• _Assignment_
Which lines in the records below contain the word "String"? Copy each one.

(Stored items)
= = =

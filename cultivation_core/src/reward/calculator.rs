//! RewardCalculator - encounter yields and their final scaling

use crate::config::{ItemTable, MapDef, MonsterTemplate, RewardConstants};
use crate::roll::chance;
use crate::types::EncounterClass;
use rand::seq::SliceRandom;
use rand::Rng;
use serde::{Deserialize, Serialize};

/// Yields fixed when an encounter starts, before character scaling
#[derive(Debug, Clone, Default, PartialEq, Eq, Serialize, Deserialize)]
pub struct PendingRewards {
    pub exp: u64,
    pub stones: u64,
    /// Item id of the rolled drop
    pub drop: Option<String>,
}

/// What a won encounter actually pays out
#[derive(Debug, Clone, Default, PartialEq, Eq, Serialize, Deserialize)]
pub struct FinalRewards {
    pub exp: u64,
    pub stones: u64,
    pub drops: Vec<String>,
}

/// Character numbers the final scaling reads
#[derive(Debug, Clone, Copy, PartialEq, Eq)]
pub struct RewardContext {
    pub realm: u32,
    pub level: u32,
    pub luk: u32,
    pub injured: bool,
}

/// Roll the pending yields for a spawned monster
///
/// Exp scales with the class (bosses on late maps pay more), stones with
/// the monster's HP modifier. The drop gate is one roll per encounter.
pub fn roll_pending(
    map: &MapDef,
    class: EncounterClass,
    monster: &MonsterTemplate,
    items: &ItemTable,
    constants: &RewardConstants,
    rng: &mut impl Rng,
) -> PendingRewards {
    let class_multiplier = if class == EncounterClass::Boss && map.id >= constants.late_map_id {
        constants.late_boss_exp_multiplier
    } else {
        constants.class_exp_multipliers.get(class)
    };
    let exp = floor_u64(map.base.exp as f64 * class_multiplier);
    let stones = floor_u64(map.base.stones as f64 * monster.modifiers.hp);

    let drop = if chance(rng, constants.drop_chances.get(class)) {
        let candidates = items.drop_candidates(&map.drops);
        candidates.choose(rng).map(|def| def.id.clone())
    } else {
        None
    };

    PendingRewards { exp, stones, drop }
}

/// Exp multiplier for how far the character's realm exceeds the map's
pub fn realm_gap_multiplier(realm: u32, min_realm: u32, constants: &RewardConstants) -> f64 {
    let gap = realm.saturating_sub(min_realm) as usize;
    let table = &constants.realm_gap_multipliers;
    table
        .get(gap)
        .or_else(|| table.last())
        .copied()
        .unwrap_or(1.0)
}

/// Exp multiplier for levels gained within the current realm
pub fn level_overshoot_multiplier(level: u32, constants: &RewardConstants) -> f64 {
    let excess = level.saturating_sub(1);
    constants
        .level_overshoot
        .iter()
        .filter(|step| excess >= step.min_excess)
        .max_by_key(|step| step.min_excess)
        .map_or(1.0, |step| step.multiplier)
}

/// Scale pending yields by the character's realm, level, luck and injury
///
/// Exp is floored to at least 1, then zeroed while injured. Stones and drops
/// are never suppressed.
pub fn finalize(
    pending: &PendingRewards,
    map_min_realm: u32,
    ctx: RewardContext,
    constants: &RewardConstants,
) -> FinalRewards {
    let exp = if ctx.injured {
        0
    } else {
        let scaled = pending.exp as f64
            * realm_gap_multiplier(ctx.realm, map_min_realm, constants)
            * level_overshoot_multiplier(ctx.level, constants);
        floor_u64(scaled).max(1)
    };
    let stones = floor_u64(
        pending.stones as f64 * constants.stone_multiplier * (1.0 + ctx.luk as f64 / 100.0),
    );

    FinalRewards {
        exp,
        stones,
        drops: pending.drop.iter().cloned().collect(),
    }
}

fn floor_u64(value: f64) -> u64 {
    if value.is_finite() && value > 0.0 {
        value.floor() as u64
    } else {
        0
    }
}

= = =

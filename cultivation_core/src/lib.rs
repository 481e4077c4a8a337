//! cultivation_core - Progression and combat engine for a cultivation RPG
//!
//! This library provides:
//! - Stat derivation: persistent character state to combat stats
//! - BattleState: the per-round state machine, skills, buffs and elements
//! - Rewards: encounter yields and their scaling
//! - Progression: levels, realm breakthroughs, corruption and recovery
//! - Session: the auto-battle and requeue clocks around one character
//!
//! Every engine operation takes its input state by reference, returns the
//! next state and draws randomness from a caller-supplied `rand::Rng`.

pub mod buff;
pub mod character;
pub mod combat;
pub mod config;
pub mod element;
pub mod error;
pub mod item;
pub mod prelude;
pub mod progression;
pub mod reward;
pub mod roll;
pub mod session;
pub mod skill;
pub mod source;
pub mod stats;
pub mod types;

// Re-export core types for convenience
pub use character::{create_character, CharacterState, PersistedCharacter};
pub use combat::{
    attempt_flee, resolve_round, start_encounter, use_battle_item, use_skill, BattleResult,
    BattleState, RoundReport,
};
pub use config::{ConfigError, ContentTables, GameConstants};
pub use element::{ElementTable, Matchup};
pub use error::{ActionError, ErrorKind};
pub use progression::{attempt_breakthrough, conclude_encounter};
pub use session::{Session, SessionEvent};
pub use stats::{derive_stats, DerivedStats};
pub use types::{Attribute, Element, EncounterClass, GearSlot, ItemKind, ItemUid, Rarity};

= = =

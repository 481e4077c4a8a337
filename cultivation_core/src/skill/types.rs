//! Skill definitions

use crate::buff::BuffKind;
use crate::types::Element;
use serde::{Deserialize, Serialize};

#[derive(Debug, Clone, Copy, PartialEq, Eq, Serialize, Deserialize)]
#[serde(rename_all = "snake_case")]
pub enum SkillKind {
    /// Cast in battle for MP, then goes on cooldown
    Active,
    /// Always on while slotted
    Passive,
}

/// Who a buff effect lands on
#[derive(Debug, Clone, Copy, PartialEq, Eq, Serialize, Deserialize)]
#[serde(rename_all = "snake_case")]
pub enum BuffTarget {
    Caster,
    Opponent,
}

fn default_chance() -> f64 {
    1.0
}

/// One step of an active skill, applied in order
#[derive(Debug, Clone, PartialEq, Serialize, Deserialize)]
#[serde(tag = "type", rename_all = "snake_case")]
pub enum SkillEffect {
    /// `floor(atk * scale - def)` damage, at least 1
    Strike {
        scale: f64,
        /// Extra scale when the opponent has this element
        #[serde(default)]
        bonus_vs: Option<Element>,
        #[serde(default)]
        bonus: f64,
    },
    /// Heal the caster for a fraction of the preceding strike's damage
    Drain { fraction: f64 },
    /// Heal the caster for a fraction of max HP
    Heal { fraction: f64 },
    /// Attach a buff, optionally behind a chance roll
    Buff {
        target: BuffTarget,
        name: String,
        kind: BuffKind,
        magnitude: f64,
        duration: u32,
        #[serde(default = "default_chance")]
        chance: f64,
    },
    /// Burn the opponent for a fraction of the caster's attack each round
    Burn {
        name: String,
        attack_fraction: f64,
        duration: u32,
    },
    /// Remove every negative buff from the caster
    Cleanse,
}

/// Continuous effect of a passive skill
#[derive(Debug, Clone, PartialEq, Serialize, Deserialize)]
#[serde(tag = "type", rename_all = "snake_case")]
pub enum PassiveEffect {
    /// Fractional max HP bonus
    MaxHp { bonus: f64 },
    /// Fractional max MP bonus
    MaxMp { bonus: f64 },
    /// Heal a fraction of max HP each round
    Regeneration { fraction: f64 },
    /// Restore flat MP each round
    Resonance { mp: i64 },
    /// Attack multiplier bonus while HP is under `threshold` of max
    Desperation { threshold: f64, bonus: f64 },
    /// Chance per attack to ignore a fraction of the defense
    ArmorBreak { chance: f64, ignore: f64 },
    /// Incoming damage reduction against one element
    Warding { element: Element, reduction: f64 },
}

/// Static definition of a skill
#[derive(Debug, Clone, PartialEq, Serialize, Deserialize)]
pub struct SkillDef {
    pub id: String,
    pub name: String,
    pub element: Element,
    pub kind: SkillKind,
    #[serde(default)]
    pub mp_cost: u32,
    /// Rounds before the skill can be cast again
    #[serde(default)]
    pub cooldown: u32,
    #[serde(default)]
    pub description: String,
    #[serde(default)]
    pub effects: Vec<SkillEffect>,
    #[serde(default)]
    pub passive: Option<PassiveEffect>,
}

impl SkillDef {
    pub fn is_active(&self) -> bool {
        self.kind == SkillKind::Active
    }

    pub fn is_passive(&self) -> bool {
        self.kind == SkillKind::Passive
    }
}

= = =

• _Final answer_
    pub drop: Option<String>,
    pub drops: Vec<String>,
        name: String,
        name: String,
    pub id: String,
    pub name: String,
    pub description: String,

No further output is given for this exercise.